* [Problem requirements]
Your answer needs to include each line of the records in which the string "ShortBlockAlignment" can be found.

::: Given records :::

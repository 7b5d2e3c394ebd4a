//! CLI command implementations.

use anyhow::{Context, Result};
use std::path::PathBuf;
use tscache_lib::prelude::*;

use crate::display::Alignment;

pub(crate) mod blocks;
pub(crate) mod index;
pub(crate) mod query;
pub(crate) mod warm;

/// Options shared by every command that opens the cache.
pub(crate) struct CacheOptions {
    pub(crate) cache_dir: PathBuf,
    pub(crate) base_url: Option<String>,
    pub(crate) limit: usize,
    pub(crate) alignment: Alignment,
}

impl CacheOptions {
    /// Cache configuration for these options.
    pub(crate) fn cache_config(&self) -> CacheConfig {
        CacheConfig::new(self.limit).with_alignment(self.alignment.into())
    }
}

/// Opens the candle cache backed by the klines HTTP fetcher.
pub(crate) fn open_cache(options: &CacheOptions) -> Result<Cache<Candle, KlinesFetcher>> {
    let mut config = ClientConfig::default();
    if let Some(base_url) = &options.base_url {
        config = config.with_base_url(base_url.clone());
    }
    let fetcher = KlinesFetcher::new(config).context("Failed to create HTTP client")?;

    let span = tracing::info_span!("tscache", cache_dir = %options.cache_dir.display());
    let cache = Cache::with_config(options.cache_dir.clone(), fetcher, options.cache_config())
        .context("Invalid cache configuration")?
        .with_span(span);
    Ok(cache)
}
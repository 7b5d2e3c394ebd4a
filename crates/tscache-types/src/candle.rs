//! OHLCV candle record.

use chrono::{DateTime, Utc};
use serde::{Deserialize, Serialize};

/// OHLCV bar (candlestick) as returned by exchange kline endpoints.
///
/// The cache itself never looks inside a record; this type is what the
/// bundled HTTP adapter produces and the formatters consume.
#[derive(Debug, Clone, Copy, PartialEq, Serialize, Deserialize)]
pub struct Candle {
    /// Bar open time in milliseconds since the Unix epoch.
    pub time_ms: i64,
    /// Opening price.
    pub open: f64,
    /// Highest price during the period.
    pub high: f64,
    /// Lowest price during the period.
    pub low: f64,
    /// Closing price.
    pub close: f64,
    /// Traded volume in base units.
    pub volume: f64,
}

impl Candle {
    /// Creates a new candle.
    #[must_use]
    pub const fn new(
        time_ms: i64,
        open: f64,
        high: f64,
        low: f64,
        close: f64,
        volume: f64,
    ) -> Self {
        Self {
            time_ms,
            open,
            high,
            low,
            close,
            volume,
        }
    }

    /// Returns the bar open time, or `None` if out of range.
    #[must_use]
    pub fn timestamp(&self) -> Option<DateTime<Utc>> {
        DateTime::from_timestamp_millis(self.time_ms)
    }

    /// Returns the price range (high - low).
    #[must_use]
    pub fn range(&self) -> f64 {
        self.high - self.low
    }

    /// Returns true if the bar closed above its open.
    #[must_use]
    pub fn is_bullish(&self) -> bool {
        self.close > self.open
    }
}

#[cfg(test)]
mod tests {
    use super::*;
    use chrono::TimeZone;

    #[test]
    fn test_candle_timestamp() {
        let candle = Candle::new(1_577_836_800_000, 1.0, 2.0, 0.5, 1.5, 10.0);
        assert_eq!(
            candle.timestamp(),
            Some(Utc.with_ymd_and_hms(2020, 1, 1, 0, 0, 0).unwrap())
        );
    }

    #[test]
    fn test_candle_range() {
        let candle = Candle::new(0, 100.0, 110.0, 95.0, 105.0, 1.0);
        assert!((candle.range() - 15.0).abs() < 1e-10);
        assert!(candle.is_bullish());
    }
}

:::
::: Given records :::

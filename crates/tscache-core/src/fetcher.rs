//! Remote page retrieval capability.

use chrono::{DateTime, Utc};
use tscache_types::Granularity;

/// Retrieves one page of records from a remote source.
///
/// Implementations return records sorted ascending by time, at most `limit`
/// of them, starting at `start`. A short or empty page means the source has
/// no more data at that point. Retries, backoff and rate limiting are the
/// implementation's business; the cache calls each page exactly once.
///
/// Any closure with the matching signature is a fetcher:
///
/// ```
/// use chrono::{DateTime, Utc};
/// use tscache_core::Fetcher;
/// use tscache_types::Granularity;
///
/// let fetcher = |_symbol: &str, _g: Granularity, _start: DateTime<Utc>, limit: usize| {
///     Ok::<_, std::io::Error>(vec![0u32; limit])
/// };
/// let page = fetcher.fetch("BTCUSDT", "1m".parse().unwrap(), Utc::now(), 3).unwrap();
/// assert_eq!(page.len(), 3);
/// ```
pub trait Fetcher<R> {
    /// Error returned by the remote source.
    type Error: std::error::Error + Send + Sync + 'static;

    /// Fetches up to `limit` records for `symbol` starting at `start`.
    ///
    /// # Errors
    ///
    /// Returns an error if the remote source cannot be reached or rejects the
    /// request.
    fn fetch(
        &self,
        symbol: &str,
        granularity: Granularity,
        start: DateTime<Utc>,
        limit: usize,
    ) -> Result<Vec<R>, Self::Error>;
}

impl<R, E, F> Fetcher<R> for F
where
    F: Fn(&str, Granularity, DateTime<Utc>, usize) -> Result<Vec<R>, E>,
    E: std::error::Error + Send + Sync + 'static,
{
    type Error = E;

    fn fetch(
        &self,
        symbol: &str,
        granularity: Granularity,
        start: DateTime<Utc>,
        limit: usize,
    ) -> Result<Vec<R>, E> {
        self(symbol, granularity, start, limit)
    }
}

:::
::: Given records :::

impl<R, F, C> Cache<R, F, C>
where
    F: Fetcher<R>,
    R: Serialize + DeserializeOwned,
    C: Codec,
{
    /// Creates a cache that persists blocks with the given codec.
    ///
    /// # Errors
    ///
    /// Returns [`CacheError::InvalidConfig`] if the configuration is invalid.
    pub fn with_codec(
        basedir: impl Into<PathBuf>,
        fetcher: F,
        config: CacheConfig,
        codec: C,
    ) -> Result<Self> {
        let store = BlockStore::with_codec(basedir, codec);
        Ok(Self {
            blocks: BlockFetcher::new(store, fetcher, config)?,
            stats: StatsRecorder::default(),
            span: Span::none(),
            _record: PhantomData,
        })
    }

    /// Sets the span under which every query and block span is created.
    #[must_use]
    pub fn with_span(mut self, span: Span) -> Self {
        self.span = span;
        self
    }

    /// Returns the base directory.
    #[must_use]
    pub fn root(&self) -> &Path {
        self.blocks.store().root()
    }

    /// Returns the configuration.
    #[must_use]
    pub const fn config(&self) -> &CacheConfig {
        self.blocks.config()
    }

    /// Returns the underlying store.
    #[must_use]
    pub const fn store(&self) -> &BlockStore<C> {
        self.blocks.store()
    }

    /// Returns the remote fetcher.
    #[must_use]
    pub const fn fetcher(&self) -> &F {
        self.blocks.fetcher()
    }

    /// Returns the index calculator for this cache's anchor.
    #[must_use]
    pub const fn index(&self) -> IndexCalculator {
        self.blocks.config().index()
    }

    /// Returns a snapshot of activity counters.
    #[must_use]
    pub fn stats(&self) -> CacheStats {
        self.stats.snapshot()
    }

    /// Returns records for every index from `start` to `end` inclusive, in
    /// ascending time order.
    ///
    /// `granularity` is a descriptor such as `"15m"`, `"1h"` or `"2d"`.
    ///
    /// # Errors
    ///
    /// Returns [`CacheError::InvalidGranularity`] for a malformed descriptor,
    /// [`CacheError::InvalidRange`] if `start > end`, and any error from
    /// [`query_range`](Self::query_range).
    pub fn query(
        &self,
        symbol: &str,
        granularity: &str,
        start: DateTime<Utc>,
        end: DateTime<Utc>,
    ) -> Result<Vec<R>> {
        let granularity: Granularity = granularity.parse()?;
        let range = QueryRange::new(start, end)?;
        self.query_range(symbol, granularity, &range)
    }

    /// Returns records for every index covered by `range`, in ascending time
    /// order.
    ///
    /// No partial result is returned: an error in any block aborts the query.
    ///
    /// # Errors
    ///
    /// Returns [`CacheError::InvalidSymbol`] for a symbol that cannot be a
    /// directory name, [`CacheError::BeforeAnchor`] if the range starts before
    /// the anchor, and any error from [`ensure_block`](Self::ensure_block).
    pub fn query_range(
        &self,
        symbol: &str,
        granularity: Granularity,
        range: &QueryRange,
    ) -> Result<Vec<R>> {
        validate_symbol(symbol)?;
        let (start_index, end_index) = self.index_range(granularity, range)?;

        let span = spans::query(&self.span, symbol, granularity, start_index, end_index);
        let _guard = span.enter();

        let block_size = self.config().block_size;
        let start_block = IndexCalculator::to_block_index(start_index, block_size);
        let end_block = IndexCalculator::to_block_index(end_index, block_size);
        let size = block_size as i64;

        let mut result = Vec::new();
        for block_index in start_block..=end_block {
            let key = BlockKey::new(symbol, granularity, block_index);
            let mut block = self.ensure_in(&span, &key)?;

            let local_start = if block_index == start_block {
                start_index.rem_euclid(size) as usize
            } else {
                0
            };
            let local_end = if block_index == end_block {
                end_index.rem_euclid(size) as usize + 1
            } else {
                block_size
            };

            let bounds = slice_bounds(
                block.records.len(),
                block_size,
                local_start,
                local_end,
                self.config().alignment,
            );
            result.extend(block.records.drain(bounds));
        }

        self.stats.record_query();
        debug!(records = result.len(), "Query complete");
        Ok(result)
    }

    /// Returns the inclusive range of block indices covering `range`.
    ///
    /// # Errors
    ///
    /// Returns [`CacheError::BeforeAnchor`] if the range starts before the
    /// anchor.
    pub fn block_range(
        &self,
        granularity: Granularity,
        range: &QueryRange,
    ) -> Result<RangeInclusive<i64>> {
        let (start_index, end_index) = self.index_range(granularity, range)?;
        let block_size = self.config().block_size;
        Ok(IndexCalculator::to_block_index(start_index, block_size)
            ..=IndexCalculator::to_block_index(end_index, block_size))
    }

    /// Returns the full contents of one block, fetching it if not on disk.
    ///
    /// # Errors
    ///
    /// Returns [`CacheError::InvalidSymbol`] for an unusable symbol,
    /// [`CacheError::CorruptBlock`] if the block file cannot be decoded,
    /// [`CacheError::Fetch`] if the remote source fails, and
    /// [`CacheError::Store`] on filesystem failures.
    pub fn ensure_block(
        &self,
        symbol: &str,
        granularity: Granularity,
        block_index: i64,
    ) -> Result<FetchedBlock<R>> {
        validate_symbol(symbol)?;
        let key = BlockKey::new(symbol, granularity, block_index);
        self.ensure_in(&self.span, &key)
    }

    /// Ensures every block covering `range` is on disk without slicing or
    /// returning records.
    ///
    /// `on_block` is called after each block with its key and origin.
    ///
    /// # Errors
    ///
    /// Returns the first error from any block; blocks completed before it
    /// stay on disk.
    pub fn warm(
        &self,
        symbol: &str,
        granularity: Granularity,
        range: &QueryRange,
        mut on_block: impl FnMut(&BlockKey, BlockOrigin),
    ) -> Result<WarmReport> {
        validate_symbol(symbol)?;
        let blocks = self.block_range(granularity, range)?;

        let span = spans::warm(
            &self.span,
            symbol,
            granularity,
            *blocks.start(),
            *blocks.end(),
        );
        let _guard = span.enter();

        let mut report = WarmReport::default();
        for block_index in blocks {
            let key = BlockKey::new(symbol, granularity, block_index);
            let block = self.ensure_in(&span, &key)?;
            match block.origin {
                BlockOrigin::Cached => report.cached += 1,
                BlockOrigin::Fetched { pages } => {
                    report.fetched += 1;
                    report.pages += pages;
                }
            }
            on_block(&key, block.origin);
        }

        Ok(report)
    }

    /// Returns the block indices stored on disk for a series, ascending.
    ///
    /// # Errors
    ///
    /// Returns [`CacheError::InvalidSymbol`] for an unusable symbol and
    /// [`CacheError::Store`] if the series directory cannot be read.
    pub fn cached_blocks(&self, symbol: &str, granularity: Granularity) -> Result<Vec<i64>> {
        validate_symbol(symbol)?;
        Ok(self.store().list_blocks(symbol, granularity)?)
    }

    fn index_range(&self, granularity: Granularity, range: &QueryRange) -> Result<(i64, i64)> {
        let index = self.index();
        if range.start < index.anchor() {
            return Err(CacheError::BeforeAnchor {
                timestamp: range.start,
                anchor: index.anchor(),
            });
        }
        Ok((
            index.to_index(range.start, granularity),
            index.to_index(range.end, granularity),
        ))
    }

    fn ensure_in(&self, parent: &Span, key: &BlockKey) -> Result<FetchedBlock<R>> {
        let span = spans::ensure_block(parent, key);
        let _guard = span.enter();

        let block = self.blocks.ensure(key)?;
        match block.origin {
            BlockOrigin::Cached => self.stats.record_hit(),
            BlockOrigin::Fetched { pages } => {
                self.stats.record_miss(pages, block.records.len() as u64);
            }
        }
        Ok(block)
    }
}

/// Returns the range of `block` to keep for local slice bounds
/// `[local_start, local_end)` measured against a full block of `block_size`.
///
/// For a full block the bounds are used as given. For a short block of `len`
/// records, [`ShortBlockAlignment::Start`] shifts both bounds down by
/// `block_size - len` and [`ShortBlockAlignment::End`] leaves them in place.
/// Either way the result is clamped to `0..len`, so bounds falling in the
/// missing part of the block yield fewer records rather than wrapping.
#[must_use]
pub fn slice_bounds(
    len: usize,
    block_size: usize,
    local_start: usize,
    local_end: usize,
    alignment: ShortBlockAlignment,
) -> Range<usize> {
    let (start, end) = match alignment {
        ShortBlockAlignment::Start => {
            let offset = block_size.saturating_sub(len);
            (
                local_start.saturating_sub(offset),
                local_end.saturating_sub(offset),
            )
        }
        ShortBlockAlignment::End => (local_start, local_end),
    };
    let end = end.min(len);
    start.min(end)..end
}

:::

* [Task output]
/// records, [`ShortBlockAlignment::Start`] shifts both bounds down by
/// `block_size - len` and [`ShortBlockAlignment::End`] leaves them in place.
    alignment: ShortBlockAlignment,
        ShortBlockAlignment::Start => {
        ShortBlockAlignment::End => (local_start, local_end),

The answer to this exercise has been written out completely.